Tober Luibe, Dardistown, Co. Westmeath
Co. Westmeath |
Holy Sites & Wells
On an 1838 Ordnance Survey six-inch map of County Westmeath, a name appears in Gothic script near Dardistown: Tober Luibe.
The use of Gothic lettering by OS cartographers was a deliberate convention, reserved for features considered to be of antiquarian or traditional significance, most often holy wells, ancient monuments, or sites with roots in Gaelic custom. That typographical choice is, in this case, almost the entirety of what survives.

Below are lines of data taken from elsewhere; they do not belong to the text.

pub mod index;
pub mod skeleton;

use crate::{
    errors::{GraphStoreError, Result},
    types::{euclidean_distance, Edge, Neighbor, NodeID, Position, SegmentID, Weight},
};
use index::NodeIndex;
use itertools::Itertools;
use num_traits::ToPrimitive;
use serde::{Deserialize, Serialize};
use smallvec::SmallVec;
use std::path::Path;

/// Skeleton nodes rarely have more than two neighbors, so these are stored inline.
pub type AdjacencyList = SmallVec<[Neighbor; 2]>;

/// Some general statistical numbers of a graph store.
#[derive(Serialize, Deserialize, Clone, Debug, PartialEq)]
pub struct StoreStatistics {
    /// Number of nodes.
    pub nodes: usize,
    /// Number of undirected edges.
    pub edges: usize,
    /// Number of distinct ground-truth segments.
    pub segments: usize,
    /// Number of nodes without any edge.
    pub isolated_nodes: usize,
    /// Maximal number of neighbors of a node.
    pub max_degree: usize,
    /// Average number of neighbors of a node.
    pub avg_degree: f64,
    /// Sum of all edge weights.
    pub total_length: f64,
    /// True if the node IDs are a contiguous range starting at 0.
    pub dense_ids: bool,
}

impl std::fmt::Display for StoreStatistics {
    fn fmt(&self, f: &mut std::fmt::Formatter) -> std::fmt::Result {
        write!(
            f,
            "nodes={}, edges={}, segments={}, avg_degree={:.2}, max_degree={}, total_length={:.3}",
            self.nodes,
            self.edges,
            self.segments,
            self.avg_degree,
            self.max_degree,
            self.total_length
        )?;
        if self.isolated_nodes > 0 {
            write!(f, ", isolated_nodes={}", self.isolated_nodes)?;
        }
        if !self.dense_ids {
            write!(f, ", sparse")?;
        }
        Ok(())
    }
}

/// Ground-truth skeleton graph with weighted, undirected edges.
///
/// Every node gets a slot in a set of parallel arrays (ID, segment, position
/// and adjacency list). Node lookup is either the identity (dense IDs) or a
/// single hash map (sparse IDs), see [`NodeIndex`].
///
/// Nodes and edges can only be added, never removed.
#[derive(Serialize, Deserialize, Clone, Debug, Default)]
pub struct GraphStore {
    ids: Vec<NodeID>,
    segments: Vec<SegmentID>,
    positions: Vec<Option<Position>>,
    adjacency: Vec<AdjacencyList>,
    index: NodeIndex,
    edge_count: usize,
}

impl GraphStore {
    pub fn new() -> GraphStore {
        GraphStore::default()
    }

    /// Create an empty graph store with room for `nodes` nodes.
    pub fn with_capacity(nodes: usize) -> GraphStore {
        GraphStore {
            ids: Vec::with_capacity(nodes),
            segments: Vec::with_capacity(nodes),
            positions: Vec::with_capacity(nodes),
            adjacency: Vec::with_capacity(nodes),
            index: NodeIndex::default(),
            edge_count: 0,
        }
    }

    /// Add a node with its ground-truth segment and an optional position.
    pub fn add_node(
        &mut self,
        node: NodeID,
        segment: SegmentID,
        position: Option<Position>,
    ) -> Result<()> {
        let slot = self.index.insert(node, &self.ids)?;
        trace!("adding node {} in segment {} at slot {}", node, segment, slot);
        self.ids.push(node);
        self.segments.push(segment);
        self.positions.push(position);
        self.adjacency.push(AdjacencyList::new());
        Ok(())
    }

    /// Add all nodes of the iterator, stopping at the first error.
    pub fn extend_nodes<I>(&mut self, nodes: I) -> Result<()>
    where
        I: IntoIterator<Item = (NodeID, SegmentID, Option<Position>)>,
    {
        let nodes = nodes.into_iter();
        let (lower, _) = nodes.size_hint();
        self.ids.reserve(lower);
        self.segments.reserve(lower);
        self.positions.reserve(lower);
        self.adjacency.reserve(lower);
        for (node, segment, position) in nodes {
            self.add_node(node, segment, position)?;
        }
        Ok(())
    }

    /// Add an undirected edge between two existing nodes.
    ///
    /// If the edge already exists, its weight is replaced. Self loops are
    /// ignored.
    pub fn add_edge(&mut self, u: NodeID, v: NodeID, weight: Weight) -> Result<()> {
        let slot_u = self.slot(u)?;
        let slot_v = self.slot(v)?;
        // also rejects NaN and infinity
        if !(weight.is_finite() && weight >= 0.0) {
            return Err(GraphStoreError::InvalidWeight { u, v, weight });
        }
        if slot_u == slot_v {
            trace!("ignoring self loop on node {}", u);
            return Ok(());
        }

        if let Some(existing) = self.adjacency[slot_u as usize]
            .iter_mut()
            .find(|n| n.slot == slot_v)
        {
            existing.weight = weight;
            if let Some(inverse) = self.adjacency[slot_v as usize]
                .iter_mut()
                .find(|n| n.slot == slot_u)
            {
                inverse.weight = weight;
            }
            trace!("updated weight of edge {}--{} to {}", u, v, weight);
        } else {
            self.adjacency[slot_u as usize].push(Neighbor {
                slot: slot_v,
                weight,
            });
            self.adjacency[slot_v as usize].push(Neighbor {
                slot: slot_u,
                weight,
            });
            self.edge_count += 1;
        }
        Ok(())
    }

    /// Add an edge whose weight is the Euclidean distance between the positions of both nodes.
    ///
    /// Returns the weight of the new edge.
    pub fn add_edge_from_positions(&mut self, u: NodeID, v: NodeID) -> Result<Weight> {
        let pos_u = self.position_of(u)?.ok_or(GraphStoreError::MissingPosition(u))?;
        let pos_v = self.position_of(v)?.ok_or(GraphStoreError::MissingPosition(v))?;
        let weight = euclidean_distance(&pos_u, &pos_v);
        self.add_edge(u, v, weight)?;
        Ok(weight)
    }

    /// Add all edges of the iterator, stopping at the first error.
    pub fn extend_edges<I>(&mut self, edges: I) -> Result<()>
    where
        I: IntoIterator<Item = (NodeID, NodeID, Weight)>,
    {
        for (u, v, weight) in edges {
            self.add_edge(u, v, weight)?;
        }
        Ok(())
    }

    /// Get all neighbors of the node `u` together with the weight of the connecting edge.
    pub fn neighbors<'a>(
        &'a self,
        u: NodeID,
    ) -> Result<impl Iterator<Item = (NodeID, Weight)> + 'a> {
        let slot = self.slot(u)?;
        let it = self.adjacency[slot as usize]
            .iter()
            .map(move |n| (self.ids[n.slot as usize], n.weight));
        Ok(it)
    }

    pub fn node_count(&self) -> usize {
        self.ids.len()
    }

    pub fn edge_count(&self) -> usize {
        self.edge_count
    }

    pub fn is_empty(&self) -> bool {
        self.ids.is_empty()
    }

    /// True if the node IDs are `0..node_count()`.
    pub fn has_dense_ids(&self) -> bool {
        self.index.is_dense()
    }

    pub fn contains_node(&self, u: NodeID) -> bool {
        self.index.get(u).is_some()
    }

    /// Get the ground-truth segment of the node `u`.
    pub fn segment_of(&self, u: NodeID) -> Result<SegmentID> {
        let slot = self.slot(u)?;
        Ok(self.segments[slot as usize])
    }

    pub fn position_of(&self, u: NodeID) -> Result<Option<Position>> {
        let slot = self.slot(u)?;
        Ok(self.positions[slot as usize])
    }

    pub fn degree(&self, u: NodeID) -> Result<usize> {
        let slot = self.slot(u)?;
        Ok(self.adjacency[slot as usize].len())
    }

    /// Get the weight of the edge between `u` and `v` or `None` if they are not connected.
    pub fn edge_weight(&self, u: NodeID, v: NodeID) -> Result<Option<Weight>> {
        let slot_u = self.slot(u)?;
        let slot_v = self.slot(v)?;
        Ok(self.adjacency[slot_u as usize]
            .iter()
            .find(|n| n.slot == slot_v)
            .map(|n| n.weight))
    }

    /// Iterate over all nodes and their segment in the order they were added.
    pub fn nodes(&self) -> impl Iterator<Item = (NodeID, SegmentID)> + '_ {
        self.ids.iter().copied().zip(self.segments.iter().copied())
    }

    /// Iterate over each undirected edge exactly once.
    pub fn edges(&self) -> impl Iterator<Item = (Edge, Weight)> + '_ {
        self.adjacency
            .iter()
            .enumerate()
            .flat_map(move |(slot, outgoing)| {
                outgoing
                    .iter()
                    .filter(move |n| (n.slot as usize) > slot)
                    .map(move |n| {
                        let edge = Edge::new(self.ids[slot], self.ids[n.slot as usize]);
                        (edge, n.weight)
                    })
            })
    }

    /// Sum of all edge weights.
    pub fn total_length(&self) -> Weight {
        self.edges().map(|(_, weight)| weight).sum()
    }

    /// All distinct ground-truth segments in ascending order.
    pub fn segment_ids(&self) -> Vec<SegmentID> {
        self.segments.iter().copied().unique().sorted().collect()
    }

    /// Get the slot of a node in the internal arrays.
    pub fn node_slot(&self, u: NodeID) -> Option<u32> {
        self.index.get(u)
    }

    /// Get the node ID stored in `slot`.
    ///
    /// Slots are in the range `0..node_count()`.
    pub fn slot_node(&self, slot: u32) -> NodeID {
        self.ids[slot as usize]
    }

    pub fn slot_segment(&self, slot: u32) -> SegmentID {
        self.segments[slot as usize]
    }

    pub fn slot_neighbors(&self, slot: u32) -> &[Neighbor] {
        &self.adjacency[slot as usize]
    }

    /// Iterate over all slots.
    pub fn slots(&self) -> impl Iterator<Item = u32> + '_ {
        (0..self.ids.len()).filter_map(|slot| slot.to_u32())
    }

    fn slot(&self, u: NodeID) -> Result<u32> {
        self.index.get(u).ok_or(GraphStoreError::UnknownNode(u))
    }

    pub fn calculate_statistics(&self) -> StoreStatistics {
        let degrees = self.adjacency.iter().map(|a| a.len());
        let max_degree = degrees.clone().max().unwrap_or(0);
        let isolated_nodes = degrees.filter(|d| *d == 0).count();
        let avg_degree = if self.ids.is_empty() {
            0.0
        } else {
            (2 * self.edge_count) as f64 / self.ids.len() as f64
        };
        StoreStatistics {
            nodes: self.ids.len(),
            edges: self.edge_count,
            segments: self.segments.iter().unique().count(),
            isolated_nodes,
            max_degree,
            avg_degree,
            total_length: self.total_length(),
            dense_ids: self.index.is_dense(),
        }
    }

    /// Save the statistics of this graph store as TOML file.
    pub fn save_statistics_to_toml(&self, location: &Path) -> Result<()> {
        let stats = self.calculate_statistics();
        let file_content = toml::to_string(&stats)?;
        std::fs::write(location, file_content)?;
        Ok(())
    }

    /// Save the graph store to a file at `location`.
    pub fn save_to(&self, location: &Path) -> Result<()> {
        default_serialize(self, location)?;
        debug!(
            "saved graph store with {} nodes and {} edges to {}",
            self.node_count(),
            self.edge_count(),
            location.to_string_lossy()
        );
        Ok(())
    }

    /// Load a graph store previously saved with [`save_to`](#method.save_to).
    pub fn load_from(location: &Path) -> Result<GraphStore> {
        let result: GraphStore = default_deserialize(location)?;
        debug!(
            "loaded graph store with {} nodes and {} edges from {}",
            result.node_count(),
            result.edge_count(),
            location.to_string_lossy()
        );
        Ok(result)
    }
}

pub fn default_serialize<T>(value: &T, location: &Path) -> Result<()>
where
    T: Serialize,
{
    let f_data = std::fs::File::create(location)?;
    let mut writer = std::io::BufWriter::new(f_data);
    bincode::serialize_into(&mut writer, value)?;
    Ok(())
}

pub fn default_deserialize<T>(location: &Path) -> Result<T>
where
    for<'de> T: std::marker::Sized + Deserialize<'de>,
{
    let f_data = std::fs::File::open(location)?;
    let input = std::io::BufReader::new(f_data);

    let result = bincode::deserialize_from(input)?;

    Ok(result)
}
impl FromStr for SttEngineId {
    type Err = SpeechError;

    fn from_str(s: &str) -> Result<Self> {
        match s.trim().to_lowercase().as_str() {
            "vosk" => Ok(Self::Vosk),
            "whisper" => Ok(Self::Whisper),
            "azure_openai_stt" | "azure_openai" => Ok(Self::AzureOpenAiStt),
            _ => Err(SpeechError::UnsupportedEngine {
                kind: EngineKind::Stt,
                id: s.to_string(),
            }),
        }
    }
}

impl fmt::Display for SttEngineId {
    fn fmt(&self, f: &mut fmt::Formatter<'_>) -> fmt::Result {
        f.write_str(self.as_str())
    }
}

#[derive(Debug, Clone, Copy, PartialEq, Eq, Hash)]
pub enum TtsEngineId {
    Pyttsx3,
    Gtts,
    AzureTts,
    AzureOpenAiTts,
}

impl TtsEngineId {
    pub const ALL: [TtsEngineId; 4] = [
        Self::Pyttsx3,
        Self::Gtts,
        Self::AzureTts,
        Self::AzureOpenAiTts,
    ];

    pub fn as_str(&self) -> &'static str {
        match self {
            Self::Pyttsx3 => "pyttsx3",
            Self::Gtts => "gtts",
            Self::AzureTts => "azure_tts",
            Self::AzureOpenAiTts => "azure_openai_tts",
        }
    }
}

impl FromStr for TtsEngineId {
    type Err = SpeechError;

    fn from_str(s: &str) -> Result<Self> {
        match s.trim().to_lowercase().as_str() {
            "pyttsx3" | "espeak" => Ok(Self::Pyttsx3),
            "gtts" => Ok(Self::Gtts),
            "azure_tts" | "azure" => Ok(Self::AzureTts),
            "azure_openai_tts" | "azure_openai" => Ok(Self::AzureOpenAiTts),
            _ => Err(SpeechError::UnsupportedEngine {
                kind: EngineKind::Tts,
                id: s.to_string(),
            }),
        }
    }
}

impl fmt::Display for TtsEngineId {
    fn fmt(&self, f: &mut fmt::Formatter<'_>) -> fmt::Result {
        f.write_str(self.as_str())
    }
}

/// Named engine parameters, keyed like the configuration file.
/// Blank values are never stored, so "absent" and "empty" are the same.
#[derive(Debug, Clone, Default, PartialEq, Eq)]
pub struct EngineParams(BTreeMap<String, String>);

impl EngineParams {
    pub fn new() -> Self {
        Self::default()
    }

    pub fn with(mut self, key: impl Into<String>, value: impl Into<String>) -> Self {
        self.set(key, value);
        self
    }

    pub fn set(&mut self, key: impl Into<String>, value: impl Into<String>) {
        let key = key.into();
        let value = value.into();
        if value.trim().is_empty() {
            self.0.remove(&key);
        } else {
            self.0.insert(key, value);
        }
    }

    pub fn get(&self, key: &str) -> Option<&str> {
        self.0.get(key).map(String::as_str)
    }

    pub fn get_or<'a>(&'a self, key: &str, default: &'a str) -> &'a str {
        self.get(key).unwrap_or(default)
    }

    /// Parse a value, falling back to `default` when it is absent.
    pub fn parse_or<T: FromStr>(&self, key: &str, default: T) -> Result<T> {
        match self.get(key) {
            None => Ok(default),
            Some(raw) => raw.trim().parse().map_err(|_| {
                SpeechError::Config(ConfigError::Message(format!(
                    "invalid value for {}: '{}'",
                    key, raw
                )))
            }),
        }
    }

    pub fn iter(&self) -> impl Iterator<Item = (&str, &str)> {
        self.0.iter().map(|(k, v)| (k.as_str(), v.as_str()))
    }

    /// Every key in `fields` that has no value.
    fn missing(&self, fields: &[&'static str]) -> Vec<&'static str> {
        fields
            .iter()
            .copied()
            .filter(|f| self.get(f).is_none())
            .collect()
    }

    fn require(&self, engine: &'static str, fields: &[&'static str]) -> Result<()> {
        let missing = self.missing(fields);
        if missing.is_empty() {
            Ok(())
        } else {
            Err(SpeechError::MissingCredentials {
                engine,
                fields: missing,
            })
        }
    }
}

impl<K: Into<String>, V: Into<String>> FromIterator<(K, V)> for EngineParams {
    fn from_iter<I: IntoIterator<Item = (K, V)>>(iter: I) -> Self {
        let mut params = Self::new();
        for (k, v) in iter {
            params.set(k, v);
        }
        params
    }
}

/// A resolved engine of either kind.
pub enum Engine {
    Stt(Box<dyn SpeechToText>),
    Tts(Box<dyn TextToSpeech>),
}

impl Engine {
    pub fn id(&self) -> &'static str {
        match self {
            Engine::Stt(e) => e.id(),
            Engine::Tts(e) => e.id(),
        }
    }

    pub fn kind(&self) -> EngineKind {
        match self {
            Engine::Stt(_) => EngineKind::Stt,
            Engine::Tts(_) => EngineKind::Tts,
        }
    }
}

impl fmt::Debug for Engine {
    fn fmt(&self, f: &mut fmt::Formatter<'_>) -> fmt::Result {
        write!(f, "Engine::{:?}({})", self.kind(), self.id())
    }
}

pub fn resolve(kind: EngineKind, id: &str, params: &EngineParams) -> Result<Engine> {
    match kind {
        EngineKind::Stt => resolve_stt(id, params).map(Engine::Stt),
        EngineKind::Tts => resolve_tts(id, params).map(Engine::Tts),
    }
}

/// Build a fresh STT engine. Batch engines come back already wrapped in
/// their streaming buffer.
pub fn resolve_stt(id: &str, params: &EngineParams) -> Result<Box<dyn SpeechToText>> {
    let engine: SttEngineId = id.parse()?;
    log::debug!("resolving STT engine {}", engine);

    match engine {
        SttEngineId::AzureOpenAiStt => {
            const ENGINE: &str = "azure_openai_stt";
            params.require(ENGINE, &["azure_openai_api_key", "azure_openai_endpoint"])?;
            let backend = AzureOpenAiSttBackend::new(
                params.get_or("azure_openai_api_key", ""),
                params.get_or("azure_openai_endpoint", ""),
                params.get_or("azure_openai_stt_deployment", "whisper"),
                params.get_or("azure_openai_stt_api_version", DEFAULT_STT_API_VERSION),
            )
            .with_sample_rate(params.parse_or("stt_sample_rate", DEFAULT_SAMPLE_RATE)?);
            let policy = buffer_policy(engine, params)?;
            Ok(Box::new(
                Buffered::new(backend, policy).with_language(params.get_or("stt_language", "")),
            ))
        }
        SttEngineId::Whisper => build_whisper(engine, params),
        SttEngineId::Vosk => build_vosk(params),
    }
}
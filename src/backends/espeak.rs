use super::{select_voice, Capabilities, DebugInfo, TextToSpeech, Voice};
use crate::error::{Result, SpeechError};
use crate::scratch;
use async_trait::async_trait;
use std::io::{Error, ErrorKind};
use std::path::{Path, PathBuf};
use std::process::{Command, Output, Stdio};
use std::time::Duration;
use wait_timeout::ChildExt;

const ENGINE: &str = "pyttsx3";
const BASE_WPM: f32 = 150.0;
const VOICES_TIMEOUT: Duration = Duration::from_secs(5);
const SYNTH_TIMEOUT: Duration = Duration::from_secs(30);

/// Local OS synthesizer driven through the `espeak-ng` binary.
///
/// The voice list is read once at construction; voices installed later are
/// not picked up until the engine is rebuilt.
pub struct EspeakBackend {
    binary: String,
    voices: Vec<Voice>,
    voice: String,
    speed: f32,
}

impl EspeakBackend {
    pub fn new(binary: &str, language: &str) -> Result<Self> {
        let output = run_with_timeout(
            Command::new(binary).arg("--voices"),
            VOICES_TIMEOUT,
        )
        .map_err(|e| SpeechError::unavailable(ENGINE, format!("cannot run {}: {}", binary, e)))?;

        if !output.status.success() {
            return Err(SpeechError::unavailable(
                ENGINE,
                format!(
                    "{} --voices failed: {}",
                    binary,
                    String::from_utf8_lossy(&output.stderr).trim()
                ),
            ));
        }

        let voices = parse_voices(&String::from_utf8_lossy(&output.stdout));
        Self::with_voices(binary, language, voices)
    }

    /// Build from an already known voice list.
    pub fn with_voices(binary: &str, language: &str, voices: Vec<Voice>) -> Result<Self> {
        let voice = default_voice(&voices, language).ok_or_else(|| {
            SpeechError::unavailable(ENGINE, format!("{} reports no voices", binary))
        })?;
        log::info!("{}: {} voices, default '{}'", ENGINE, voices.len(), voice);

        Ok(Self {
            binary: binary.to_string(),
            voices,
            voice,
            speed: 1.0,
        })
    }

    fn words_per_minute(&self) -> u32 {
        (BASE_WPM * self.speed).round().clamp(80.0, 450.0) as u32
    }

    fn command(&self, text: &str, wav_path: &Path) -> Command {
        let mut cmd = Command::new(&self.binary);
        cmd.arg("-v")
            .arg(&self.voice)
            .arg("-s")
            .arg(self.words_per_minute().to_string())
            .arg("-w")
            .arg(wav_path)
            .arg(text);
        cmd
    }

    async fn render(&self, text: &str, wav_path: PathBuf) -> Result<PathBuf> {
        let mut cmd = self.command(text, &wav_path);
        let output = tokio::task::spawn_blocking(move || run_with_timeout(&mut cmd, SYNTH_TIMEOUT))
            .await
            .map_err(|e| SpeechError::Synthesis(format!("espeak task failed: {}", e)))?
            .map_err(|e| SpeechError::Synthesis(e.to_string()))?;

        if output.status.success() {
            Ok(wav_path)
        } else {
            Err(SpeechError::Synthesis(format!(
                "espeak error: {}",
                String::from_utf8_lossy(&output.stderr).trim()
            )))
        }
    }
}

#[async_trait]
impl TextToSpeech for EspeakBackend {
    fn id(&self) -> &'static str {
        ENGINE
    }

    async fn synthesize(&self, text: &str) -> Result<Vec<u8>> {
        // espeak's --stdout WAV carries a bogus length header; a file does not.
        let scratch = scratch::reserve(".wav")?;
        let path = self.render(text, scratch.path().to_path_buf()).await?;
        let audio = tokio::fs::read(&path).await?;
        Ok(audio)
    }

    async fn save_to_file(&self, text: &str, path: &Path) -> Result<PathBuf> {
        self.render(text, path.to_path_buf()).await
    }

    fn list_voices(&self) -> Vec<Voice> {
        self.voices.clone()
    }

    fn set_voice(&mut self, voice_id: &str) {
        self.voice = select_voice(ENGINE, &self.voices, &self.voice, voice_id);
    }

    fn current_voice(&self) -> String {
        self.voice.clone()
    }

    fn set_speed(&mut self, factor: f32) {
        if factor > 0.0 {
            self.speed = factor;
        }
    }

    fn capabilities(&self) -> Capabilities {
        Capabilities {
            debug_info: true,
            set_speed: true,
        }
    }

    fn debug_info(&self) -> DebugInfo {
        DebugInfo::from([
            ("service_type", "eSpeak NG (local)".to_string()),
            ("binary", self.binary.clone()),
            ("voice", self.voice.clone()),
            ("rate_wpm", self.words_per_minute().to_string()),
            ("speed", self.speed.to_string()),
        ])
    }
}

/// Runs a command, killing it if it outlives `timeout`.
pub(crate) fn run_with_timeout(cmd: &mut Command, timeout: Duration) -> std::io::Result<Output> {
    let mut child = cmd.stdout(Stdio::piped()).stderr(Stdio::piped()).spawn()?;

    match child.wait_timeout(timeout)? {
        Some(_) => child.wait_with_output(),
        None => {
            // Timeout occurred, kill the process
            let _ = child.kill();
            let _ = child.wait();
            Err(Error::new(
                ErrorKind::TimedOut,
                format!("backend timed out after {}s", timeout.as_secs()),
            ))
        }
    }
}

/// Parses the table printed by `espeak-ng --voices`.
fn parse_voices(listing: &str) -> Vec<Voice> {
    listing
        .lines()
        .skip(1)
        .filter_map(|line| {
            let cols: Vec<&str> = line.split_whitespace().collect();
            if cols.len() < 4 {
                return None;
            }
            Some(Voice {
                id: cols[1].to_string(),
                name: cols[3].replace('_', " "),
                language: cols[1].to_string(),
            })
        })
        .collect()
}

fn default_voice(voices: &[Voice], language: &str) -> Option<String> {
    let language = language.to_lowercase();
    let family = language.split('-').next().unwrap_or_default();
    voices
        .iter()
        .find(|v| v.id.eq_ignore_ascii_case(&language))
        .or_else(|| voices.iter().find(|v| !family.is_empty() && v.id.starts_with(family)))
        .or_else(|| voices.first())
        .map(|v| v.id.clone())
}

Holy wells, known in Irish as tobar, were freshwater springs or pools venerated across Ireland for centuries, typically associated with a local saint or with curative properties attributed to the water. The word luibe is an Irish term meaning herb or plant, suggesting the well may once have been associated with medicinal or ritual use of vegetation, though this is speculative territory. By the time the Ordnance Survey teams were moving through the Irish midlands in the 1830s, many such sites were already fading from active use, remembered in place names and oral tradition more than in regular practice. The surveyors nonetheless recorded them, and their maps have since become one of the primary ways these sites can be traced at all. Whether Tober Luibe was a functioning well, a spring that had already dried or been forgotten, or something only dimly remembered by local informants, the map alone cannot say.